Picture this: transforming silent images into sound waves! Researchers have cracked the code, extracting audio from soundless visuals. What's even more remarkable? This innovation was inspired by the sci-fi show, Fringe, and brought to life by a brilliant professor. Using cutting-edge algorithms, they're redefining how we perceive audio and visuals, offering a glimpse into a future where sound leaps from static images.
It's Possible To Extract Audio From A Still, Soundless Image
In the realm of television, we've all witnessed those jaw-dropping moments, like when the FBI miraculously extracted sound from a melted glass pane.
Den of Geek didn't hold back, labeling it as "ridiculous pseudo-science," a critique that certainly raised eyebrows.
However, Professor Kevin Fu, a visionary in electrical and computer engineering and computer science at Northeastern University, took it upon himself to turn skepticism into a challenge.
He embarked on a groundbreaking journey to demonstrate that the improbable, extracting audio from seemingly mute images and silent videos, could indeed be made possible.
“Imagine someone is doing a TikTok video and they mute it and dub music,” Fu said in a press release.
“Have you ever been curious about what they’re really saying? Was it ‘Watermelon watermelon’ or ‘Here’s my password’? Was somebody speaking behind them? You can actually pick up what is being spoken off camera.”
More In Science and Technology
Here's how it works: Most phone cameras have a nifty image stabilization feature. They use springs to keep the camera lens steady in a liquid, and an electromagnet helps reduce shaky images.
Now, the interesting part is that this image stabilization system unintentionally picks up audio. When someone or something makes a noise near the camera lens, the springs vibrate a bit and bend the light ever so slightly.
You won't notice it unless you're specifically looking for it, as Professor Fu explains. On its own, this distortion doesn't give you useful audio.
But when combined with another feature in modern phone cameras, it transforms into something worth listening to.

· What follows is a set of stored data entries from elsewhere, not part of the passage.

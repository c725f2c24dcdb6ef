//! Command safety checks
//!
//! Tokenizes a command line and reports destructive operations, network
//! access, working-directory validity and suspicious shell constructs. The
//! block decision combines these with the rule engine's confidence.

use once_cell::sync::Lazy;
use regex::Regex;
use serde::{Deserialize, Serialize};
use std::path::Path;

use crate::config::PreventionConfig;

/// Programs that delete or overwrite data
const DESTRUCTIVE_COMMANDS: &[&str] = &[
    "rm", "rmdir", "del", "rd", "erase", "format", "fdisk", "mkfs", "dd", "shred", "wipefs",
];

/// Programs that reach the network
const NETWORK_COMMANDS: &[&str] = &[
    "curl", "wget", "ssh", "scp", "sftp", "rsync", "ftp", "telnet", "nc", "ncat", "netcat", "ping",
];

/// Shell constructs worth a second look
static SUSPICIOUS: Lazy<Vec<(Regex, &'static str)>> = Lazy::new(|| {
    [
        (r";", "command chaining with ';'"),
        (r"&&", "conditional chaining with '&&'"),
        (r"\|\|", "fallback chaining with '||'"),
        (r"(^|[^|])\|([^|]|$)", "output piped into another command"),
        (r"`", "backtick command substitution"),
        (r"\$\(", "command substitution with '$()'"),
        (r">", "output redirection"),
        (r"\|\s*(sudo\s+)?(sh|bash|zsh|python[0-9.]*)\b", "output piped into an interpreter"),
        (r"\beval\b", "eval of dynamically built input"),
        (r"\bsudo\b", "privilege escalation with sudo"),
    ]
    .into_iter()
    .map(|(pattern, message)| (Regex::new(pattern).unwrap(), message))
    .collect()
});

/// Result of the command sub-check
#[derive(Debug, Clone, Default, PartialEq, Serialize, Deserialize)]
pub struct CommandChecks {
    pub destructive_operations: bool,
    pub network_operations: bool,
    /// Working directory exists and is a directory
    pub path_safety: bool,
    pub warnings: Vec<String>,
    /// Protected paths named as arguments of a destructive command
    #[serde(default, skip_serializing_if = "Vec::is_empty")]
    pub protected_targets: Vec<String>,
}

/// Whether to refuse execution, and every reason that contributed
#[derive(Debug, Clone, Default, PartialEq)]
pub struct BlockDecision {
    pub should_block: bool,
    pub reasons: Vec<String>,
}

impl BlockDecision {
    pub fn reason(&self) -> Option<String> {
        if self.reasons.is_empty() {
            None
        } else {
            Some(self.reasons.join("; "))
        }
    }
}

/// Split a command line into words, tolerating unbalanced quotes
pub fn tokenize(command: &str) -> (Vec<String>, bool) {
    match shell_words::split(command) {
        Ok(words) => (words, true),
        Err(_) => (command.split_whitespace().map(str::to_string).collect(), false),
    }
}

/// Words with shell operators split off, e.g. `a;rm` becomes `a`, `rm`
fn words(tokens: &[String]) -> Vec<&str> {
    tokens
        .iter()
        .flat_map(|t| t.split(|c| matches!(c, ';' | '|' | '&')))
        .filter(|w| !w.is_empty())
        .collect()
}

fn program_name(word: &str) -> String {
    let base = word.rsplit(|c| c == '/' || c == '\\').next().unwrap_or(word).to_lowercase();
    base.strip_suffix(".exe").map(str::to_string).unwrap_or(base)
}

fn is_destructive(word: &str, config: &PreventionConfig) -> bool {
    let name = program_name(word);
    DESTRUCTIVE_COMMANDS.contains(&name.as_str())
        || name.starts_with("mkfs.")
        || config
            .extra_destructive_commands
            .iter()
            .any(|extra| extra.eq_ignore_ascii_case(&name))
}

fn normalize_target(path: &str) -> String {
    let path = path.trim();
    let path = match path.strip_suffix("/*") {
        Some("") => "/",
        Some(stripped) => stripped,
        None => path,
    };
    let trimmed = path.trim_end_matches(|c| c == '/' || c == '\\');
    if trimmed.is_empty() {
        "/".to_string()
    } else {
        trimmed.to_lowercase()
    }
}

/// Run the destructive, network, path and shell-construct checks
pub fn check_command(command: &str, cwd: Option<&Path>, config: &PreventionConfig) -> CommandChecks {
    let (tokens, balanced) = tokenize(command);
    let words = words(&tokens);

    let destructive_operations = words.iter().any(|w| is_destructive(w, config));
    let network_operations = command.contains("://")
        || words
            .iter()
            .any(|w| NETWORK_COMMANDS.contains(&program_name(w).as_str()));

    let mut protected_targets = Vec::new();
    if destructive_operations {
        let protected: Vec<String> = config.protected_paths.iter().map(|p| normalize_target(p)).collect();
        for word in words.iter().filter(|w| !w.starts_with('-')) {
            let target = normalize_target(word);
            if protected.contains(&target) && !protected_targets.contains(&word.to_string()) {
                protected_targets.push(word.to_string());
            }
        }
    }

    let path_safety = cwd.map_or(true, Path::is_dir);

    let mut warnings: Vec<String> = SUSPICIOUS
        .iter()
        .filter(|(re, _)| re.is_match(command))
        .map(|(_, message)| message.to_string())
        .collect();
    if !balanced {
        warnings.push("unbalanced quotes in command".to_string());
    }

    CommandChecks {
        destructive_operations,
        network_operations,
        path_safety,
        warnings,
        protected_targets,
    }
}

/// Evaluate the block conditions in their fixed order
pub fn block_decision(checks: &CommandChecks, confidence: f64, config: &PreventionConfig) -> BlockDecision {
    let mut reasons = Vec::new();

    if checks.destructive_operations && !checks.protected_targets.is_empty() {
        reasons.push(format!(
            "destructive operation targets protected path {}",
            checks.protected_targets.join(", ")
        ));
    }
    if checks.destructive_operations && confidence > config.destructive_block_confidence {
        reasons.push(format!(
            "destructive operation with risk confidence {:.2} above {:.2}",
            confidence, config.destructive_block_confidence
        ));
    }
    if !checks.path_safety {
        reasons.push("working directory does not exist or is not a directory".to_string());
    }
    if confidence > config.block_confidence {
        reasons.push(format!(
            "risk confidence {:.2} above {:.2}",
            confidence, config.block_confidence
        ));
    }
    if checks.warnings.len() >= config.max_warnings {
        reasons.push(format!(
            "{} suspicious shell constructs: {}",
            checks.warnings.len(),
            checks.warnings.join(", ")
        ));
    }

    BlockDecision {
        should_block: !reasons.is_empty(),
        reasons,
    }
}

“The way cameras work today to reduce cost basically is they don’t scan all pixels of an image simultaneously – they do it one row at a time,” Fu explained.

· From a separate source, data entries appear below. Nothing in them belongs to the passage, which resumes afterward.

//! Pattern data model
//!
//! Error, CLI-usage, and behavior patterns plus the bookkeeping each one
//! does when it is observed again.

use chrono::{DateTime, Utc};
use once_cell::sync::Lazy;
use regex::Regex;
use serde::{Deserialize, Serialize};
use sha2::{Digest, Sha256};
use std::collections::{BTreeSet, HashMap};

use super::templates::ErrorCategory;
use crate::types::{clamp_unit, FailureSignal};

/// Confidence a freshly created error pattern is stored with
pub const NEW_PATTERN_SEED_CONFIDENCE: f64 = 0.5;

/// Confidence reported to the caller for the event that created a pattern.
///
/// Higher than the seed so a first sighting is immediately actionable; the
/// stored pattern still starts at `NEW_PATTERN_SEED_CONFIDENCE`.
pub const NEW_PATTERN_MATCH_CONFIDENCE: f64 = 0.7;

/// Per-match confidence gain and its ceiling
pub const CONFIDENCE_STEP: f64 = 0.05;
pub const CONFIDENCE_CAP: f64 = 0.95;

/// Behavior confidence gain and its ceiling
pub const BEHAVIOR_CONFIDENCE_STEP: f64 = 0.1;
pub const BEHAVIOR_CONFIDENCE_CAP: f64 = 0.9;

const SIGNATURE_MAX_TOKENS: usize = 16;

static NUMBER_RE: Lazy<Regex> = Lazy::new(|| Regex::new(r"\d+").expect("number regex"));

/// Lower-case a piece of failure text and collapse digit runs so that line
/// numbers and sizes do not split otherwise identical failures.
pub fn normalize(text: &str) -> String {
    NUMBER_RE.replace_all(&text.to_lowercase(), "<n>").into_owned()
}

/// Whitespace tokens of the normalised text
pub fn tokens(text: &str) -> Vec<String> {
    normalize(text).split_whitespace().map(|s| s.to_string()).collect()
}

/// Build the matching signature for a signal
pub fn signature_for(signal: &FailureSignal) -> String {
    let head = format!("{} {}", signal.category_hint, signal.message);
    tokens(&head)
        .into_iter()
        .take(SIGNATURE_MAX_TOKENS)
        .collect::<Vec<_>>()
        .join(" ")
}

/// Stable id derived from the category and signature
pub fn pattern_id_for(category: ErrorCategory, signature: &str) -> String {
    let digest = Sha256::digest(signature.as_bytes());
    format!("{}_{}", category, &hex::encode(digest)[..12])
}

/// A snapshot of one observed failure
#[derive(Debug, Clone, PartialEq, Serialize, Deserialize)]
pub struct SignalExample {
    pub timestamp: DateTime<Utc>,
    pub signal: FailureSignal,
}

/// A learned, recurring failure
#[derive(Debug, Clone, Serialize, Deserialize)]
pub struct ErrorPattern {
    pub pattern_id: String,
    pub pattern_type: ErrorCategory,
    pub signature: String,
    pub description: String,
    #[serde(default)]
    pub examples: Vec<SignalExample>,
    pub frequency: u64,
    pub first_seen: DateTime<Utc>,
    pub last_seen: DateTime<Utc>,
    pub confidence: f64,
    #[serde(default)]
    pub prevention_rules: Vec<String>,
    #[serde(default)]
    pub related_pattern_ids: BTreeSet<String>,
}

impl ErrorPattern {
    /// Create a pattern from its first sighting
    pub fn from_signal(category: ErrorCategory, signal: &FailureSignal) -> Self {
        let signature = signature_for(signal);
        let now = Utc::now();
        let prevention_rules = category
            .template()
            .map(|t| t.prevention_rules())
            .unwrap_or_default();
        let description = match category.template() {
            Some(t) => format!("{}: {}", t.description, crate::truncate_safe(&signal.message, 120)),
            None => crate::truncate_safe(&signal.message, 120),
        };

        Self {
            pattern_id: pattern_id_for(category, &signature),
            pattern_type: category,
            signature,
            description,
            examples: vec![SignalExample { timestamp: now, signal: signal.clone() }],
            frequency: 1,
            first_seen: now,
            last_seen: now,
            confidence: NEW_PATTERN_SEED_CONFIDENCE,
            prevention_rules,
            related_pattern_ids: BTreeSet::new(),
        }
    }

    /// Apply one more sighting. Returns the confidence delta.
    pub fn strengthen(&mut self, signal: &FailureSignal, max_examples: usize) -> f64 {
        let before = self.confidence;
        let now = Utc::now();

        self.frequency += 1;
        self.last_seen = now.max(self.first_seen);
        self.examples.push(SignalExample { timestamp: now, signal: signal.clone() });
        truncate_front(&mut self.examples, max_examples);
        self.confidence = clamp_unit((self.confidence + CONFIDENCE_STEP).min(CONFIDENCE_CAP));

        self.confidence - before
    }

    /// Copy trimmed for the backup snapshot
    pub fn for_snapshot(&self, max_examples: usize) -> Self {
        let mut copy = self.clone();
        truncate_front(&mut copy.examples, max_examples);
        copy
    }
}

/// A learned command-usage pattern
#[derive(Debug, Clone, Serialize, Deserialize)]
pub struct CliPattern {
    pub pattern_id: String,
    pub command_sequence: Vec<String>,
    /// Percentage in [0, 100]
    pub success_rate: f64,
    pub frequency: u64,
    #[serde(default)]
    pub context: HashMap<String, String>,
    pub first_seen: DateTime<Utc>,
    pub last_seen: DateTime<Utc>,
    #[serde(default)]
    pub recommendations: Vec<String>,
}

impl CliPattern {
    pub fn new(program: &str) -> Self {
        let now = Utc::now();
        Self {
            pattern_id: cli_pattern_id(program),
            command_sequence: vec![program.to_string()],
            success_rate: 0.0,
            frequency: 0,
            context: HashMap::new(),
            first_seen: now,
            last_seen: now,
            recommendations: vec![],
        }
    }

    /// Fold one run into the online success average
    pub fn record_run(&mut self, success: bool) {
        self.frequency += 1;
        let previous_runs = (self.frequency - 1) as f64;
        let mut successful = (self.success_rate * previous_runs / 100.0).round();
        if success {
            successful += 1.0;
        }
        self.success_rate = (successful / self.frequency as f64 * 100.0).clamp(0.0, 100.0);
        self.last_seen = Utc::now().max(self.first_seen);
    }

    /// Add a recommendation unless it is already present
    pub fn recommend(&mut self, text: impl Into<String>) {
        let text = text.into();
        if !self.recommendations.contains(&text) {
            self.recommendations.push(text);
        }
    }
}

pub fn cli_pattern_id(program: &str) -> String {
    format!("cli_{}", program.to_lowercase())
}

/// Kind of behavior a pattern captures
#[derive(Debug, Clone, Copy, PartialEq, Eq, Hash, Serialize, Deserialize)]
#[serde(rename_all = "snake_case")]
pub enum BehaviorKind {
    ErrorRecovery,
    SuccessfulWorkflow,
    ValidationFirst,
}

/// A learned working habit inferred from command observations
#[derive(Debug, Clone, Serialize, Deserialize)]
pub struct BehaviorPattern {
    pub pattern_id: String,
    pub pattern_type: BehaviorKind,
    pub description: String,
    pub frequency: u64,
    /// Capped at `BEHAVIOR_CONFIDENCE_CAP`
    pub confidence: f64,
    #[serde(default)]
    pub triggers: Vec<String>,
    #[serde(default)]
    pub outcomes: Vec<String>,
    #[serde(default)]
    pub recommendations: Vec<String>,
    pub last_updated: DateTime<Utc>,
}

impl BehaviorPattern {
    pub fn new(pattern_id: &str, kind: BehaviorKind, description: &str) -> Self {
        Self {
            pattern_id: pattern_id.to_string(),
            pattern_type: kind,
            description: description.to_string(),
            frequency: 0,
            confidence: NEW_PATTERN_SEED_CONFIDENCE - BEHAVIOR_CONFIDENCE_STEP,
            triggers: vec![],
            outcomes: vec![],
            recommendations: vec![],
            last_updated: Utc::now(),
        }
    }

    /// Record one observation; the first observation lands on the seed value
    pub fn observe(&mut self, trigger: &str, outcome: &str) {
        self.frequency += 1;
        self.confidence = (self.confidence + BEHAVIOR_CONFIDENCE_STEP).min(BEHAVIOR_CONFIDENCE_CAP);
        push_unique_bounded(&mut self.triggers, trigger);
        push_unique_bounded(&mut self.outcomes, outcome);
        self.last_updated = Utc::now();
    }
}

const MAX_BEHAVIOR_ITEMS: usize = 10;

fn push_unique_bounded(list: &mut Vec<String>, item: &str) {
    if item.is_empty() || list.iter().any(|s| s == item) {
        return;
    }
    list.push(item.to_string());
    truncate_front(list, MAX_BEHAVIOR_ITEMS);
}

/// Keep only the last `max` items
pub(crate) fn truncate_front<T>(items: &mut Vec<T>, max: usize) {
    if items.len() > max {
        let excess = items.len() - max;
        items.drain(..excess);
    }
}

“[That happens] hundreds of thousands of times in a single photo. What this basically means is you’re able to amplify by over a thousand times how much frequency information you can get, basically the granularity of the audio.”
With this unintentionally captured data from the way photos are taken, you can actually extract somewhat muted audio from almost any image that has light in it.
The team utilizes a clever machine-learning algorithm called Side Eye, which works its magic to turn this data into useful audio.
“If you want to know if I said yes or no, you can train [Side Eye] on people saying yes and no and then look at the patterns and with high confidence when I get an image later know if someone said yes or no."
In their tests across 10 different smartphones, Professor Fu's team achieved some remarkable results.
They could identify spoken digits with an accuracy of 80.66%, pinpoint the speaker out of 20 choices with an impressive accuracy of 91.28%, and even accurately determine the speaker's gender with a staggering 99.67% accuracy.
While these findings open exciting possibilities, they also raise concerns about potential cybersecurity risks.
If malicious actors can eavesdrop on conversations from still images and videos without intended audio, it could lead to significant privacy and security issues.
To counter this, the team explored potential solutions, such as enhancing spring mechanisms, locking camera lenses, and randomizing how the rolling shutter captures pixels.
However, their primary focus lies in the realm of law and justice. They're keen on exploring how extracted audio could be utilized in legal cases, shedding new light on its potential applications beyond security concerns.
"Maybe there's an alibi and it's being admitted to court and somebody wants to prove somebody was or wasn't there," Fu said. "You might be able to use this technique if you have an authenticated video with a known timestamp to confirm one way or the other. If you hear the person's voice, they're more than likely there."
The study is posted on pre-print server arXiv, and was presented at the 2023 IEEE Symposium on Security and Privacy.